Allow technical troubleshooting/maintenance from inside the Kubernetes cluster.
Allow customers to launch/control Akamas without the need to install Akamas CLI on their systems. The akamas executable is configured to connect to the correct endpoint.
Provide an environment for the Akamas workflow to execute custom scripts.

The following is the list of the installed tools:

akamas-cli
curl, ping, wget
docker, docker-cli, docker-compose
git
gzip, zip
jq, yq, vim
kubectl, Helm
openjdk 11
openssh-client, openssh-server, ssh-keygen

Docker compose installation

To run the management container on your docker installation, add the following code block to the list of services of your docker-compose file.

  management-container:
    image: 485790562880.dkr.ecr.us-east-2.amazonaws.com/akamas/management-container:1.0.1
    container_name: management-container
    environment:
      - BASH_ENV=/home/akamas/.bashrc
    expose:
      - 22
    volumes:
      - /var/run/docker.sock:/var/run/docker.sock
    networks:
      - akamas
    restart: unless-stopped

and launch docker-compose up -d as explained in (online) or (offline).

Kubernetes installation

To run the management pod in the Akamas' namespace, update the following variable in the Values file of the Akamas' Helm chart:

managementPod:
  enabled: true

Then you can issue the helm upgrade --install ... command to launch the pods, as described in (online) or (offline).
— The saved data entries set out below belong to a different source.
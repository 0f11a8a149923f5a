//! Payamak Core - campaign dispatch engine
//!
//! This crate provides recipient segmentation, the SMS gateway client,
//! the wave-based dispatch loop, the scheduler worker, and the campaign
//! lifecycle service.

pub mod campaigns;
pub mod dispatch;
pub mod gateway;
pub mod lifecycle;
pub mod scheduler;
pub mod segmenter;

pub use campaigns::{CampaignError, CampaignService};
pub use dispatch::{DispatchRunner, DispatchService, DispatchStore, PgDispatchStore, RunOutcome};
pub use gateway::{BatchResponse, OkitClient, SmsGateway};
pub use scheduler::SchedulerWorker;
pub use segmenter::{partition, SEGMENT_SIZE};
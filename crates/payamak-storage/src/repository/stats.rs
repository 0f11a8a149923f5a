//! Campaign statistics repository

use payamak_common::types::CampaignId;
use sqlx::PgPool;

use crate::models::{CampaignStats, StatsUpdate};

/// Campaign statistics repository
#[derive(Clone)]
pub struct StatsRepository {
    pool: PgPool,
}

impl StatsRepository {
    /// Create a new stats repository
    pub fn new(pool: PgPool) -> Self {
        Self { pool }
    }

    /// Insert a zeroed stats row for a campaign
    pub async fn create(&self, campaign_id: CampaignId) -> Result<(), sqlx::Error> {
        sqlx::query(
            "INSERT INTO campaign_stats (campaign_id) VALUES ($1) ON CONFLICT DO NOTHING",
        )
        .bind(campaign_id)
        .execute(&self.pool)
        .await?;
        Ok(())
    }

    /// Get stats for a campaign
    pub async fn get(&self, campaign_id: CampaignId) -> Result<Option<CampaignStats>, sqlx::Error> {
        sqlx::query_as::<_, CampaignStats>(
            "SELECT * FROM campaign_stats WHERE campaign_id = $1",
        )
        .bind(campaign_id)
        .fetch_optional(&self.pool)
        .await
    }

    /// Fold one gateway-call outcome into the aggregate row. A single UPDATE
    /// so concurrent segments never lose counts. request_count always moves;
    /// the response-time aggregates only move when a response time was
    /// observed.
    pub async fn record_outcome(
        &self,
        campaign_id: CampaignId,
        update: StatsUpdate,
    ) -> Result<(), sqlx::Error> {
        sqlx::query(
            r#"
            UPDATE campaign_stats SET
                total_sent = total_sent + $2,
                total_success = total_success + $3,
                total_failed = total_failed + $4,
                total_partial_success = total_partial_success + $5,
                request_count = request_count + 1,
                total_response_time = total_response_time + COALESCE($6, 0),
                average_response_time = CASE
                    WHEN $6 IS NULL THEN average_response_time
                    ELSE (total_response_time + $6)::float8 / (request_count + 1)
                END,
                min_response_time = CASE
                    WHEN $6 IS NULL THEN min_response_time
                    ELSE LEAST(COALESCE(min_response_time, $6), $6)
                END,
                max_response_time = CASE
                    WHEN $6 IS NULL THEN max_response_time
                    ELSE GREATEST(COALESCE(max_response_time, $6), $6)
                END,
                last_error = COALESCE($7, last_error),
                last_success_at = CASE WHEN $8 THEN NOW() ELSE last_success_at END,
                last_failure_at = CASE WHEN $8 THEN last_failure_at ELSE NOW() END,
                last_updated = NOW()
            WHERE campaign_id = $1
            "#,
        )
        .bind(campaign_id)
        .bind(update.sent)
        .bind(update.success)
        .bind(update.failed)
        .bind(update.partial_success)
        .bind(update.response_time_ms)
        .bind(&update.error_message)
        .bind(update.is_success)
        .execute(&self.pool)
        .await?;
        Ok(())
    }
}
Accessing Management Pod on Kubernetes

When it's deployed to Kubernetes, you may access this management pod in two ways:

via kubectl exec -it management-pod
via SSH command

NOTE: both methods require kubectl to be installed and configured for this cluster.

Kubectl access

Accessing is as simple as:

kubectl exec -it deployment/management-pod -- bash

SSH access

For this type of access, you need to retrieve the password for the akamas user. You should issue the following command to read it from management-pod logs:

kubectl logs service/management-pod

# example response is:
# Container started
# You can ssh into this container with user 'akamas' and password 'd48020ab71be6a07'

A similar result could be obtained by reading the file akamas_password in the work folder:

kubectl exec -it deployment/management-pod -- cat /work/akamas_password

# example response is:
# d48020ab71be6a07

At this point, you should launch this command to port-forward the management port to your local terminal (number 2300 can as well be any other number: it should be an unused port on your machine):

kubectl port-forward service/management-pod 2300:22 &

then, on another terminal, you may launch:

ssh akamas@localhost -p 2300

and answer yes to the question, then insert the akamas password to successfully SSH access the management pod (see example below):

my_user@my_machine:~$  ssh akamas@localhost -p 2300
The authenticity of host '[localhost]:2300 ([127.0.0.1]:2300)' can't be established.
ED25519 key fingerprint is SHA256:34GXnmRz1YjWr2TTpUpJmRoHYck0NzeAxni2L857Exs.
This key is not known by any other names
Are you sure you want to continue connecting (yes/no/[fingerprint])? yes
Warning: Permanently added '[localhost]:2300' (ED25519) to the list of known hosts.
akamas@localhost's password:
Welcome to Ubuntu 20.04.6 LTS (GNU/Linux 5.10.178-162.673.amzn2.x86_64 x86_64)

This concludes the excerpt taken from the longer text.